The Coulee to Columbia Initiative is seeing major steps this summer, says Mike Pieper, associate vice president for facilities, with the reconstruction of University Avenue. The City of Grand Forks project will rework UND’s main drag from the English Coulee to Columbia Road. Pieper says a reconstructed University Avenue will provide 42 percent more efficiency to vehicle traffic during peak changes (people walking to and from class) and yield a 27 percent reduction in terms of safety conflicts between vehicles and pedestrians.

Mike Pieper

Mike Pieper

“The City is concerned about timing, as they got heat last year about 42nd Street’s reconstruction,” Pieper said on Thursday. “The difference between these projects is, this year, it is a complete shutdown and one phase. They’re predicting to have it open by move in day, this fall.”

He went on to characterize other “short term pains” involving other major projects happening over the summer.

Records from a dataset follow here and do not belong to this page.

//! Audio service seam.
//!
//! Game code talks to sound through `AudioService` and receives an explicit
//! `AudioError` on failure. Callers on the frame path log the error and skip
//! the cue.

use std::fmt;

#[derive(Debug, Clone, PartialEq, Eq)]
pub enum AudioError {
    /// No asset with this name exists on disk.
    MissingAsset(String),
    /// The asset exists but could not be decoded.
    Decode { name: String, reason: String },
    /// No usable output device, or the device stream failed.
    Device(String),
}

impl fmt::Display for AudioError {
    fn fmt(&self, f: &mut fmt::Formatter<'_>) -> fmt::Result {
        match self {
            Self::MissingAsset(name) => write!(f, "audio asset '{}' not found", name),
            Self::Decode { name, reason } => {
                write!(f, "audio asset '{}' could not be decoded: {}", name, reason)
            }
            Self::Device(reason) => write!(f, "audio device unavailable: {}", reason),
        }
    }
}

impl std::error::Error for AudioError {}

pub trait AudioService {
    /// Start a one-shot sound effect. Overlapping effects are allowed.
    fn play_sound(&mut self, name: &str) -> Result<(), AudioError>;

    /// Replace the current music with a looping track at `volume` (0..=1).
    fn play_music(&mut self, name: &str, volume: f32) -> Result<(), AudioError>;

    fn stop_music(&mut self) -> Result<(), AudioError>;
}

#[cfg(test)]
mod tests {
    use super::*;

    #[test]
    fn display_names_the_asset() {
        let err = AudioError::MissingAsset("pickup".to_string());
        assert_eq!(err.to_string(), "audio asset 'pickup' not found");

        let err = AudioError::Decode {
            name: "bgm".to_string(),
            reason: "bad header".to_string(),
        };
        assert!(err.to_string().contains("bgm"));
        assert!(err.to_string().contains("bad header"));
    }

    #[test]
    fn device_error_mentions_device() {
        let err = AudioError::Device("no output device".to_string());
        assert!(err.to_string().starts_with("audio device unavailable"));
    }
}
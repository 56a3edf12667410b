//! Main menu layout and click hit testing.

use crate::collision::Rect;
use crate::config::SCREEN_WIDTH;

pub const BUTTON_W: f32 = 220.0;
pub const BUTTON_H: f32 = 55.0;

#[derive(Debug, Clone, Copy, PartialEq, Eq)]
pub enum MenuAction {
    Start,
    ToggleSound,
    Exit,
}

pub const MENU_BUTTONS: [(MenuAction, f32); 3] = [
    (MenuAction::Start, 170.0),
    (MenuAction::ToggleSound, 240.0),
    (MenuAction::Exit, 310.0),
];

pub fn button_rect(top: f32) -> Rect {
    Rect::new((SCREEN_WIDTH - BUTTON_W) / 2.0, top, BUTTON_W, BUTTON_H)
}

pub fn button_label(action: MenuAction, sound_on: bool) -> String {
    match action {
        MenuAction::Start => "START".to_string(),
        MenuAction::ToggleSound => format!("SOUND: {}", if sound_on { "ON" } else { "OFF" }),
        MenuAction::Exit => "EXIT".to_string(),
    }
}

/// First button containing `(x, y)`, checked top to bottom.
pub fn hit_test(x: f32, y: f32) -> Option<MenuAction> {
    MENU_BUTTONS
        .iter()
        .find(|(_, top)| button_rect(*top).contains_point(x, y))
        .map(|(action, _)| *action)
}

#[cfg(test)]
mod tests {
    use super::*;

    #[test]
    fn buttons_are_centered() {
        let rect = button_rect(170.0);
        assert_eq!(rect, Rect::new(290.0, 170.0, 220.0, 55.0));
    }

    #[test]
    fn hit_test_maps_each_button() {
        assert_eq!(hit_test(400.0, 190.0), Some(MenuAction::Start));
        assert_eq!(hit_test(300.0, 240.0), Some(MenuAction::ToggleSound));
        assert_eq!(hit_test(509.0, 364.0), Some(MenuAction::Exit));
    }

    #[test]
    fn gaps_and_outside_miss() {
        // Between START (ends at 225) and SOUND (starts at 240).
        assert_eq!(hit_test(400.0, 230.0), None);
        assert_eq!(hit_test(400.0, 225.0), None);
        assert_eq!(hit_test(510.0, 190.0), None);
        assert_eq!(hit_test(100.0, 100.0), None);
    }

    #[test]
    fn sound_label_follows_toggle() {
        assert_eq!(button_label(MenuAction::ToggleSound, true), "SOUND: ON");
        assert_eq!(button_label(MenuAction::ToggleSound, false), "SOUND: OFF");
        assert_eq!(button_label(MenuAction::Exit, true), "EXIT");
    }
}
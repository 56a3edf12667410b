//! One playthrough: hero, enemies, candies, goal and the per-step rules.
//!
//! Rule order per step:
//!  1. hero moves from input
//!  2. every enemy patrols
//!  3. hero touching an enemy ends the run as `Caught`; nothing else runs
//!  4. every candy under the hero is collected (one pickup cue at most)
//!  5. the goal appears once enough candy is collected
//!  6. hero touching the goal ends the run as `GoalReached`

use std::sync::Arc;

use glam::Vec2;
use rand::Rng;

use crate::audio_director::{Cue, SFX_HIT, SFX_PICKUP, SFX_STEP, SFX_WIN};
use crate::config::{GameConfig, SessionConfig, SCREEN_HEIGHT, SCREEN_WIDTH};
use crate::enemy::Enemy;
use crate::hero::{Hero, MoveInput};
use crate::sprite::{ImageCatalog, Positioned, Sprite};

#[derive(Debug, Clone, Copy, PartialEq, Eq)]
pub enum RunResult {
    Caught,
    GoalReached,
}

#[derive(Debug, Clone, Default, PartialEq)]
pub struct TickOutcome {
    pub cues: Vec<Cue>,
    pub result: Option<RunResult>,
}

#[derive(Debug, Clone)]
pub struct GameSession {
    pub collected: u32,
    pub target: u32,
    pub hero: Hero,
    pub enemies: Vec<Enemy>,
    pub candies: Vec<Sprite>,
    pub goal: Option<Sprite>,
    settings: SessionConfig,
    catalog: Arc<ImageCatalog>,
}

impl GameSession {
    /// Fresh run: nothing collected, no goal, actors at their start positions
    /// and `candy_target` candies scattered uniformly (overlap allowed).
    pub fn start_new_run<R: Rng + ?Sized>(
        config: &GameConfig,
        catalog: Arc<ImageCatalog>,
        rng: &mut R,
    ) -> Self {
        let settings = config.session.clone();
        let hero = Hero::new(&config.hero, settings.padding, Arc::clone(&catalog));
        let enemies = config
            .enemies
            .0
            .iter()
            .map(|enemy| Enemy::new(enemy, Arc::clone(&catalog)))
            .collect();

        let margin = settings.candy_margin;
        let max_x = SCREEN_WIDTH as i32 - margin;
        let max_y = SCREEN_HEIGHT as i32 - margin;
        let candies = (0..settings.candy_target)
            .map(|_| {
                let x = rng.gen_range(margin..=max_x);
                let y = rng.gen_range(margin..=max_y);
                Sprite::new(
                    Arc::clone(&catalog),
                    &settings.candy_image,
                    Vec2::new(x as f32, y as f32),
                    Vec2::from(settings.candy_fallback_size),
                )
            })
            .collect();

        log::info!(
            "New run: {} candies, {} enemies",
            settings.candy_target,
            config.enemies.0.len()
        );

        Self {
            collected: 0,
            target: settings.candy_target,
            hero,
            enemies,
            candies,
            goal: None,
            settings,
            catalog,
        }
    }

    pub fn update(&mut self, dt: f32, input: &MoveInput) -> TickOutcome {
        let mut outcome = TickOutcome::default();

        if self.hero.update(dt, input) {
            outcome.cues.push(Cue::Sfx(SFX_STEP));
        }
        for enemy in &mut self.enemies {
            enemy.update(dt);
        }

        let hero_box = self.hero.hitbox();

        if self
            .enemies
            .iter()
            .any(|enemy| enemy.hitbox().intersects(&hero_box))
        {
            outcome.cues.push(Cue::Sfx(SFX_HIT));
            outcome.result = Some(RunResult::Caught);
            return outcome;
        }

        let before = self.candies.len();
        self.candies
            .retain(|candy| !candy.hitbox().intersects(&hero_box));
        let picked = before - self.candies.len();
        if picked > 0 {
            self.collected += picked as u32;
            outcome.cues.push(Cue::Sfx(SFX_PICKUP));
        }

        if self.collected >= self.target && self.goal.is_none() {
            self.goal = Some(Sprite::new(
                Arc::clone(&self.catalog),
                &self.settings.goal_image,
                Vec2::new(self.settings.goal_x, self.settings.goal_y),
                Vec2::from(self.settings.goal_fallback_size),
            ));
            log::info!("Goal unlocked after {} candies", self.collected);
        }

        if let Some(goal) = &self.goal {
            if goal.hitbox().intersects(&hero_box) {
                outcome.cues.push(Cue::Sfx(SFX_WIN));
                outcome.result = Some(RunResult::GoalReached);
            }
        }

        outcome
    }

    /// Sprites in draw order: candies, goal, enemies, hero.
    pub fn draw_list(&self) -> Vec<&Sprite> {
        let mut sprites: Vec<&Sprite> = self.candies.iter().collect();
        sprites.extend(self.goal.as_ref());
        sprites.extend(self.enemies.iter().map(|enemy| &enemy.sprite));
        sprites.push(&self.hero.sprite);
        sprites
    }
}
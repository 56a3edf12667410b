//! Keyboard and pointer state as seen by the fixed-step simulation.
//!
//! - **Held keys** are level-triggered: `is_held(key)` is true every step the
//!   key is down. Movement and the restart key are read this way.
//!
//! - **Just-pressed / just-released** are edge-triggered and cleared by
//!   `end_frame()`. The frame driver only calls it after at least one fixed
//!   step ran, so an edge landing on a zero-step frame is not lost.
//!
//! - **Clicks** are queued with the pointer position (logical coordinates) at
//!   the moment of the press and drained with `take_clicks()`, so each click
//!   is handled exactly once no matter how many steps a frame runs.

use std::collections::HashSet;

#[derive(Debug, Clone, Copy, PartialEq, Eq, Hash)]
pub enum Key {
    Left,
    Right,
    Up,
    Down,
    R,
    Escape,
    F3,
}

#[derive(Debug, Default)]
pub struct InputState {
    held: HashSet<Key>,
    just_pressed: HashSet<Key>,
    just_released: HashSet<Key>,

    pointer: (f32, f32),
    pointer_down: bool,
    clicks: Vec<(f32, f32)>,
}

impl InputState {
    pub fn new() -> Self {
        Self::default()
    }

    pub fn key_down(&mut self, key: Key) {
        if self.held.insert(key) {
            self.just_pressed.insert(key);
        }
    }

    pub fn key_up(&mut self, key: Key) {
        if self.held.remove(&key) {
            self.just_released.insert(key);
        }
    }

    /// Release every held key, e.g. when the window loses focus and release
    /// events will never arrive.
    pub fn release_all(&mut self) {
        for key in self.held.drain() {
            self.just_released.insert(key);
        }
        self.pointer_down = false;
    }

    pub fn is_held(&self, key: Key) -> bool {
        self.held.contains(&key)
    }

    pub fn is_just_pressed(&self, key: Key) -> bool {
        self.just_pressed.contains(&key)
    }

    pub fn is_just_released(&self, key: Key) -> bool {
        self.just_released.contains(&key)
    }

    pub fn pointer_moved(&mut self, x: f32, y: f32) {
        self.pointer = (x, y);
    }

    pub fn pointer_position(&self) -> (f32, f32) {
        self.pointer
    }

    /// Record a primary-button press at the current pointer position.
    /// Auto-repeat presses without a release in between are ignored.
    pub fn pointer_pressed(&mut self) {
        if !self.pointer_down {
            self.pointer_down = true;
            self.clicks.push(self.pointer);
        }
    }

    pub fn pointer_released(&mut self) {
        self.pointer_down = false;
    }

    pub fn is_pointer_down(&self) -> bool {
        self.pointer_down
    }

    /// Drain queued click positions, oldest first.
    pub fn take_clicks(&mut self) -> Vec<(f32, f32)> {
        std::mem::take(&mut self.clicks)
    }

    pub fn end_frame(&mut self) {
        self.just_pressed.clear();
        self.just_released.clear();
    }
}
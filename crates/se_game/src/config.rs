//! Tunable game constants loaded from `assets/config/game.json`.
//!
//! Every field has a default, so an empty object (or a missing file) yields
//! the stock game. A changed file is picked up by `ConfigWatcher` and takes
//! effect at the next run start.

use serde::Deserialize;
use std::fs;
use std::path::{Path, PathBuf};
use std::time::SystemTime;

pub const SCREEN_WIDTH: f32 = 800.0;
pub const SCREEN_HEIGHT: f32 = 450.0;

#[derive(Debug, Deserialize, Clone, PartialEq, Default)]
#[serde(default)]
pub struct GameConfig {
    pub hero: HeroConfig,
    pub enemies: EnemyList,
    pub session: SessionConfig,
    pub audio: AudioConfig,
}

#[derive(Debug, Deserialize, Clone, PartialEq)]
#[serde(default)]
pub struct HeroConfig {
    pub start_x: f32,
    pub start_y: f32,
    pub speed: f32,
    pub step_interval: f32,
    pub idle_fps: f32,
    pub move_fps: f32,
    pub idle_frames: Vec<String>,
    pub move_frames: Vec<String>,
    /// Hitbox used when the first idle image has no known size.
    pub fallback_size: [f32; 2],
}

impl Default for HeroConfig {
    fn default() -> Self {
        Self {
            start_x: 120.0,
            start_y: 225.0,
            speed: 220.0,
            step_interval: 0.22,
            idle_fps: 5.0,
            move_fps: 12.0,
            idle_frames: numbered("sweet_idle", 3),
            move_frames: numbered("sweet_run", 3),
            fallback_size: [48.0, 48.0],
        }
    }
}

#[derive(Debug, Deserialize, Clone, PartialEq)]
#[serde(default)]
pub struct EnemyConfig {
    /// Image prefix: idle frames are `{prefix}_idle_{0,1}`, run frames
    /// `{prefix}_run_{0..run_frames}`.
    pub prefix: String,
    pub x: f32,
    pub y: f32,
    pub left_limit: f32,
    pub right_limit: f32,
    pub speed: f32,
    pub idle_fps: f32,
    pub move_fps: f32,
    pub run_frames: usize,
    pub fallback_size: [f32; 2],
}

impl Default for EnemyConfig {
    fn default() -> Self {
        Self {
            prefix: "cake1".to_string(),
            x: 520.0,
            y: 225.0,
            left_limit: 420.0,
            right_limit: 740.0,
            speed: 140.0,
            idle_fps: 4.0,
            move_fps: 10.0,
            run_frames: 3,
            fallback_size: [48.0, 48.0],
        }
    }
}

impl EnemyConfig {
    pub fn idle_frames(&self) -> Vec<String> {
        numbered(&format!("{}_idle", self.prefix), 2)
    }

    pub fn move_frames(&self) -> Vec<String> {
        numbered(&format!("{}_run", self.prefix), self.run_frames)
    }
}

/// Newtype so a missing `enemies` key means "the two stock cakes" while an
/// explicit empty list stays empty.
#[derive(Debug, Deserialize, Clone, PartialEq)]
#[serde(transparent)]
pub struct EnemyList(pub Vec<EnemyConfig>);

impl Default for EnemyList {
    fn default() -> Self {
        Self(vec![
            EnemyConfig::default(),
            EnemyConfig {
                prefix: "cake2".to_string(),
                y: 140.0,
                left_limit: 260.0,
                right_limit: 720.0,
                run_frames: 2,
                ..EnemyConfig::default()
            },
        ])
    }
}

#[derive(Debug, Deserialize, Clone, PartialEq)]
#[serde(default)]
pub struct SessionConfig {
    pub candy_target: u32,
    /// Candies spawn at integer positions in `[margin, dimension - margin]`.
    pub candy_margin: i32,
    /// Hero centre stays within `[padding, dimension - padding]`.
    pub padding: f32,
    pub goal_x: f32,
    pub goal_y: f32,
    pub candy_image: String,
    pub goal_image: String,
    pub candy_fallback_size: [f32; 2],
    pub goal_fallback_size: [f32; 2],
}

impl Default for SessionConfig {
    fn default() -> Self {
        Self {
            candy_target: 20,
            candy_margin: 80,
            padding: 24.0,
            goal_x: SCREEN_WIDTH - 70.0,
            goal_y: 60.0,
            candy_image: "candy".to_string(),
            goal_image: "goal".to_string(),
            candy_fallback_size: [28.0, 28.0],
            goal_fallback_size: [56.0, 56.0],
        }
    }
}

#[derive(Debug, Deserialize, Clone, PartialEq)]
#[serde(default)]
pub struct AudioConfig {
    pub music_volume: f32,
}

impl Default for AudioConfig {
    fn default() -> Self {
        Self { music_volume: 0.6 }
    }
}

fn numbered(prefix: &str, count: usize) -> Vec<String> {
    (0..count).map(|i| format!("{}_{}", prefix, i)).collect()
}

pub fn load_config_from_path(path: &Path) -> Result<GameConfig, String> {
    let raw =
        fs::read_to_string(path).map_err(|e| format!("Failed to read {}: {e}", path.display()))?;
    let config: GameConfig = serde_json::from_str(&raw)
        .map_err(|e| format!("Failed to parse config JSON {}: {e}", path.display()))?;
    validate_config(&config)?;
    Ok(config)
}

/// Load the config at startup. A missing file means stock values; a broken
/// one is reported and also falls back to stock values.
pub fn load_config_or_default(path: &Path) -> GameConfig {
    if !path.exists() {
        log::warn!("Config {} not found, using defaults", path.display());
        return GameConfig::default();
    }
    match load_config_from_path(path) {
        Ok(config) => {
            log::info!("Loaded config {}", path.display());
            config
        }
        Err(e) => {
            log::warn!("{}; using defaults", e);
            GameConfig::default()
        }
    }
}

pub fn validate_config(config: &GameConfig) -> Result<(), String> {
    let hero = &config.hero;
    if hero.speed <= 0.0 {
        return Err("Config validation failed: hero.speed must be > 0".to_string());
    }
    if hero.step_interval <= 0.0 {
        return Err("Config validation failed: hero.step_interval must be > 0".to_string());
    }
    if hero.idle_fps < 0.0 || hero.move_fps < 0.0 {
        return Err("Config validation failed: hero fps must be >= 0".to_string());
    }
    if hero.idle_frames.is_empty() || hero.move_frames.is_empty() {
        return Err("Config validation failed: hero frame lists must not be empty".to_string());
    }

    for enemy in &config.enemies.0 {
        if enemy.speed <= 0.0 {
            return Err(format!(
                "Config validation failed: enemy '{}' speed must be > 0",
                enemy.prefix
            ));
        }
        if enemy.idle_fps < 0.0 || enemy.move_fps < 0.0 {
            return Err(format!(
                "Config validation failed: enemy '{}' fps must be >= 0",
                enemy.prefix
            ));
        }
        if enemy.left_limit >= enemy.right_limit {
            return Err(format!(
                "Config validation failed: enemy '{}' left_limit must be < right_limit",
                enemy.prefix
            ));
        }
        if enemy.run_frames == 0 {
            return Err(format!(
                "Config validation failed: enemy '{}' needs at least one run frame",
                enemy.prefix
            ));
        }
    }

    let session = &config.session;
    if session.candy_target == 0 {
        return Err("Config validation failed: session.candy_target must be > 0".to_string());
    }
    if session.padding < 0.0
        || session.padding * 2.0 > SCREEN_WIDTH
        || session.padding * 2.0 > SCREEN_HEIGHT
    {
        return Err(
            "Config validation failed: session.padding must be >= 0 and fit inside the screen"
                .to_string(),
        );
    }
    let margin = session.candy_margin as f32;
    if session.candy_margin < 0 || margin * 2.0 >= SCREEN_WIDTH || margin * 2.0 >= SCREEN_HEIGHT {
        return Err(
            "Config validation failed: session.candy_margin must fit inside the screen".to_string(),
        );
    }

    if !(0.0..=1.0).contains(&config.audio.music_volume) {
        return Err("Config validation failed: audio.music_volume must be in [0, 1]".to_string());
    }
    Ok(())
}

/// Polls a file's modification time once per frame.
pub struct ConfigWatcher {
    path: PathBuf,
    last_seen_modified: Option<SystemTime>,
}

impl ConfigWatcher {
    pub fn new(path: PathBuf) -> Self {
        let last_seen_modified = modified_time(&path);
        Self {
            path,
            last_seen_modified,
        }
    }

    pub fn path(&self) -> &Path {
        &self.path
    }

    pub fn should_reload(&mut self) -> bool {
        let current = modified_time(&self.path);
        match (self.last_seen_modified, current) {
            (Some(old), Some(now)) if now > old => {
                self.last_seen_modified = Some(now);
                true
            }
            (None, Some(now)) => {
                self.last_seen_modified = Some(now);
                true
            }
            _ => false,
        }
    }
}

fn modified_time(path: &Path) -> Option<SystemTime> {
    fs::metadata(path).ok()?.modified().ok()
}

The new steam plant construction, and its accompanying building infrastructure work, will create some strain in campus transit, Pieper says. Lane closures are to be expected this summer; the new plant is expected to be completed a year from now, in April 2020. The demolition of the old plant, soon after, will allow for expanded parking and a more direct flow of traffic through the south end of campus.

Other projects will be renovations to the Chester Fritz Library, including the relocation of UND’s IT department into the building and improving its general condition, and completing renovations to the Gershman Center.

“Our goal is to get it up and running before school, so it can be another place for students while the Union is down,” Pieper said of what was recently known as the J. Lloyd Stone Alumni Center, or the Oxford House.

On the topic of “what’s next,” Pieper had an exhaustive list on hand – exploring public-private partnerships with housing and mixed use buildings; a new College of Business & Public Administration; phase two of the High Performance Center; transitioning Babcock Hall into a big data hub and working with Aerospace on a new flight operations building.

This summer, the facilities team is hoping to have responses for a request for proposal on campus signage. Wayfinding, as a campus initiative, has been in the works for almost three years now. Pieper says the amount of movement around campus has created a lot of signage that isn’t consistent.

“It will be exciting to see,” DiLorenzo said of what’s to come from this summer’s projects. “The Coulee to Columbia concept is coming together. As parents and students are here for orientation, it’s important to give them a good impression.”